Ele olhou para a menina e não teve reação. Caio o encarou, como se esperasse por alguma atitude, mas Ugo permaneceu alguns segundos parado, até a garota falar outra vez:
— Você deveria estar no trabalho cobrindo a minha folga.
— No... Trabalho?
A estranha olhou para ele sem entender e riu em seguida, com deboche. A goma de mascar aparecia vez ou outra enquanto ela falava.
— Que cara é essa? Bebeu demais ontem e esqueceu da vida?
Ugo aproveitou a oportunidade.
— Acho que sim, apaguei ontem. E acho que bebi muito, porque eu não sei nem para onde tenho que ir – mentiu, tentando coletar informações sem se expor.
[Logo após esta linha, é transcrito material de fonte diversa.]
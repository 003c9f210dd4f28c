//! Enemy perception in a running App: sighting, line of sight, memory decay.

use bevy::prelude::*;
use ashen_simulation::config::{EnemyConfig, PlayerConfig};
use ashen_simulation::perception::{ThreatMemory, LAYER_OBSTACLES};
use ashen_simulation::spawn::{enemy_bundle, player_bundle};
use ashen_simulation::*;

fn create_app(spatial: Spatial) -> (App, Entity, Entity) {
    let mut app = create_headless_app(3);
    app.insert_resource(spatial);
    let player = app
        .world_mut()
        .spawn(player_bundle(Vec2::new(0.0, 5.0), &PlayerConfig::default(), &Progression::default()))
        .id();
    let enemy = app
        .world_mut()
        .spawn(enemy_bundle(Vec2::ZERO, &EnemyConfig::default()))
        .id();
    app.update();
    (app, player, enemy)
}

fn memory(app: &App, enemy: Entity) -> ThreatMemory {
    app.world().get::<ThreatMemory>(enemy).cloned().expect("memory")
}

#[test]
fn test_memory_decays_back_to_base_range() {
    let (mut app, player, enemy) = create_app(Spatial::default());

    app.update();
    let seen = memory(&app, enemy);
    assert!(seen.can_see);
    assert_eq!(seen.detection_range, 20.0);
    assert_eq!(seen.last_seen_position, Some(Vec2::new(0.0, 5.0)));

    // Player vanishes far away
    app.world_mut().get_mut::<Body>(player).expect("player").position = Vec2::new(0.0, 100.0);
    run_for(&mut app, 5.0);
    let remembering = memory(&app, enemy);
    assert!(!remembering.can_see);
    assert!(remembering.is_aware());
    assert_eq!(remembering.detection_range, 20.0);
    assert!(remembering.alert_timer > 4.0 && remembering.alert_timer < 5.5);

    run_for(&mut app, 5.5);
    let forgotten = memory(&app, enemy);
    assert!(!forgotten.is_aware());
    assert_eq!(forgotten.alert_timer, 0.0);
    assert_eq!(forgotten.detection_range, 10.0);
}

#[test]
fn test_walls_block_sight() {
    let wall = ObstacleMap::new().with_rect(Vec2::new(-3.0, 2.0), Vec2::new(3.0, 3.0), LAYER_OBSTACLES);
    let (mut app, _player, enemy) = create_app(Spatial::new(wall));

    run_for(&mut app, 0.5);
    let blocked = memory(&app, enemy);
    assert!(!blocked.can_see);
    assert!(!blocked.is_aware());
    assert_eq!(app.world().get::<Body>(enemy).map(|b| b.velocity), Some(Vec2::ZERO));
}

#[test]
fn test_enemy_investigates_last_seen_position() {
    let (mut app, player, enemy) = create_app(Spatial::default());
    // 5 units: walk band
    app.update();

    app.world_mut().get_mut::<Body>(player).expect("player").position = Vec2::new(50.0, 0.0);
    app.update();

    let world = app.world();
    let memory = world.get::<ThreatMemory>(enemy).expect("memory");
    assert!(!memory.can_see);
    let body = world.get::<Body>(enemy).expect("enemy");
    assert!(body.velocity.y > 0.0, "heads for the remembered spot, got {:?}", body.velocity);
}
Forçou um risinho tentando tornar o comentário descontraído.
A jovem riu, estalando uma bola amarelada berrante que lançou no ar um cheiro emborrachado de banana.
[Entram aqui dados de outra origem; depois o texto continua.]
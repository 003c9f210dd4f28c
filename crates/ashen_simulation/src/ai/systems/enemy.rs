//! Basic enemy decision: range bands over the threat memory.

use bevy::prelude::*;
use rand::Rng;

use crate::action::{publish_action_events, ActionContext, ActionKind, ActionPlan, ActionScheduler, ActorRig};
use crate::ai::components::EnemyBrain;
use crate::ai::policy::{enemy_band, melee_choice, EnemyBand, ARRIVAL_DISTANCE};
use crate::combat::{CombatCue, Dead, SpawnRequest, Stun};
use crate::components::{Body, Enemy, Player, Tint, Weapon};
use crate::config::EnemyConfig;
use crate::logger;
use crate::perception::{Perception, Spatial, ThreatMemory};
use crate::DeterministicRng;

#[allow(clippy::type_complexity)]
pub fn enemy_decide(
    spatial: Res<Spatial>,
    mut rng: ResMut<DeterministicRng>,
    players: Query<&Body, (With<Player>, Without<Dead>)>,
    mut enemies: Query<
        (
            Entity,
            &EnemyConfig,
            &ThreatMemory,
            &Stun,
            &mut EnemyBrain,
            &mut ActionScheduler,
            &mut Body,
            Option<&mut Weapon>,
            &mut Tint,
        ),
        (With<Enemy>, Without<Dead>, Without<Player>),
    >,
    mut spawns: EventWriter<SpawnRequest>,
    mut cues: EventWriter<CombatCue>,
) {
    let target = players.single().ok().map(|body| body.position);

    for (entity, config, memory, stun, mut brain, mut scheduler, mut body, mut weapon, mut tint) in enemies.iter_mut()
    {
        if stun.is_active() || scheduler.is_performing() {
            continue;
        }

        let perception = target.map(|target_pos| Perception {
            can_see: memory.can_see,
            distance: body.position.distance(target_pos),
        });
        let band = enemy_band(perception, memory, config);

        if brain.last_band != Some(band.kind()) {
            logger::log(&format!("🧠 Enemy {:?} → {:?}", entity, band));
            brain.last_band = Some(band.kind());
        }

        let plan = match band {
            EnemyBand::LongRush => Some(ActionPlan::enemy_lunge(config, true)),
            EnemyBand::Melee => Some(match melee_choice(rng.rng.gen::<f32>()) {
                ActionKind::Swing => ActionPlan::enemy_swing(config),
                _ => ActionPlan::enemy_lunge(config, false),
            }),
            EnemyBand::Approach => {
                if let Some(target_pos) = target {
                    body.face_towards(target_pos);
                }
                body.velocity = body.facing * config.move_speed;
                None
            }
            EnemyBand::Investigate(position) => {
                if body.position.distance(position) <= ARRIVAL_DISTANCE {
                    body.stop();
                } else {
                    body.steer_towards(position, config.move_speed);
                }
                None
            }
            EnemyBand::Idle => {
                body.stop();
                None
            }
        };

        let Some(plan) = plan else {
            continue;
        };

        // Attacks open facing the player; lunges re-aim after the windup
        if let Some(target_pos) = target {
            body.face_towards(target_pos);
        }

        let mut ctx = ActionContext::new(target, spatial.query());
        let mut rig = ActorRig::new(&mut body, weapon.as_deref_mut(), &mut tint);
        scheduler.start(plan, &mut rig, &mut ctx);
        publish_action_events(entity, ctx.events, &mut spawns, &mut cues);
    }
}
— Acho bom você ir logo ou sua cabeça vai rolar. Até parece que você não sabe o quanto o Malaquias é tirano.
— Certo, o... Malaquias. Eu irei – respondeu, automaticamente.
— Vai mesmo, senão o coitado do Leonardo vai ficar sobrecarregado, e você sabe o quanto ele tem medo do velhote.
— O velhote, você diz... é esse Malaquias, né?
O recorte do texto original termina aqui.